They ordered beers that arrived already poured into miniature brass tankards, to protect the sensibilities of their more devout customers. They clinked them together in a dull toast then tried some small talk, but it proved hard work and Karin soon fell into an introspective silence.
‘Tell me about him,’ prompted Iain.
‘About who?’
‘Your boss. His assistant. Whichever one it is you’re thinking of.’
Karin shook her head. ‘I really didn’t know Rick all that well.’
‘Nathan, then. What was he like?’
‘He was fine. He was nice. He was rich.’ She gave a sad smile. ‘I don’t mean that in a bad way. It’s simply that some people have so much money it becomes part of who they are. You can’t describe them without it.’
‘How do you mean?’
‘I don’t know. I guess I used to think of money as something you bought stuff with. That the more money you had, the more stuff you could buy. But it’s not like that, not when you’re born into an oil dynasty, as Nathan was. At that level, it’s more like a force. Like gravity. It shapes the world and everyone bends to it, whether they want to or not.’
Iain looked curiously at her. ‘Including you?’ he asked.

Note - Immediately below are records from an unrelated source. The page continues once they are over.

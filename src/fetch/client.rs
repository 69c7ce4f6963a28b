use async_trait::async_trait;
use reqwest::{Request, Response};

/// Transport seam: anything able to execute a prepared HTTP request.
#[async_trait]
pub trait HttpClient: Send + Sync {
    async fn execute(&self, req: Request) -> reqwest::Result<Response>;
}
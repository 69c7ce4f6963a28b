//! Export of aligned rows and summaries.
//!
//! Supports CSV files (optionally gzip-compressed) and JSON logging.

use anyhow::Result;
use flate2::Compression;
use flate2::write::GzEncoder;
use serde::Serialize;
use std::fs::File;
use std::io::Write;
use std::path::{Path, PathBuf};
use tracing::{debug, info};

/// Logs a value as pretty-printed JSON.
pub fn print_json<T: Serialize + ?Sized>(value: &T) -> Result<()> {
    info!("{}", serde_json::to_string_pretty(value)?);
    Ok(())
}

/// Writes `rows` as CSV with a header line, replacing any existing file.
///
/// With `gzip`, the output is compressed and `.gz` is appended to the file
/// name. Returns the path actually written.
pub fn write_csv<T: Serialize>(path: &Path, rows: &[T], gzip: bool) -> Result<PathBuf> {
    if let Some(dir) = path.parent().filter(|d| !d.as_os_str().is_empty()) {
        std::fs::create_dir_all(dir)?;
    }

    let target = if gzip {
        let mut name = path.as_os_str().to_owned();
        name.push(".gz");
        PathBuf::from(name)
    } else {
        path.to_path_buf()
    };
    debug!(path = %target.display(), rows = rows.len(), gzip, "Writing CSV");

    let file = File::create(&target)?;
    if gzip {
        let encoder = write_rows(GzEncoder::new(file, Compression::default()), rows)?;
        encoder.finish()?.flush()?;
    } else {
        write_rows(file, rows)?;
    }

    Ok(target)
}

fn write_rows<W: Write, T: Serialize>(sink: W, rows: &[T]) -> Result<W> {
    let mut writer = csv::Writer::from_writer(sink);
    for row in rows {
        writer.serialize(row)?;
    }
    writer.flush()?;
    Ok(writer.into_inner().map_err(|e| e.into_error())?)
}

‘You know us Dutch?’ she said. ‘How tolerant we are. Live and let live, all that shit? Well, my family isn’t like that. Not one bit. My parents are very Calvinist. They raised us to think a certain way: that money was slightly disgusting, that hard work should be its own reward. And so I worked hard. I studied history at Leiden. I got a good degree, good enough that I was offered the chance to go study at the University of Texas in Austin. They had an excellent programme there, right in my area. I was offered a partial scholarship too, so that at least my tuition was paid for. But it’s still an expensive business, being a student in America. I had to take on a crazy amount of debt, which my parents were not happy about, let me tell you. Anyway, I got to know Nathan while I was there, because he was the one sponsoring the programme. It was on the Homeric Question, you see, which was his thing too. And he saw how stretched I was with my studying and my bar-jobs, so he hired me as a sort of PA to help him manage his collection and deal with museums on his behalf, that kind of thing. But the work was pretty light and really it was another way for him to support my research, you know?’
‘Yes.’
‘So eventually I got my doctorate and then Leiden offered me a job. It wasn’t exactly what I’d wanted but it was a start, a foot in the door. For some reason, however, Nathan decided he wanted me to stay and work for him full-time. He offered me twice what Leiden were. I said no. So he offered me quadruple.’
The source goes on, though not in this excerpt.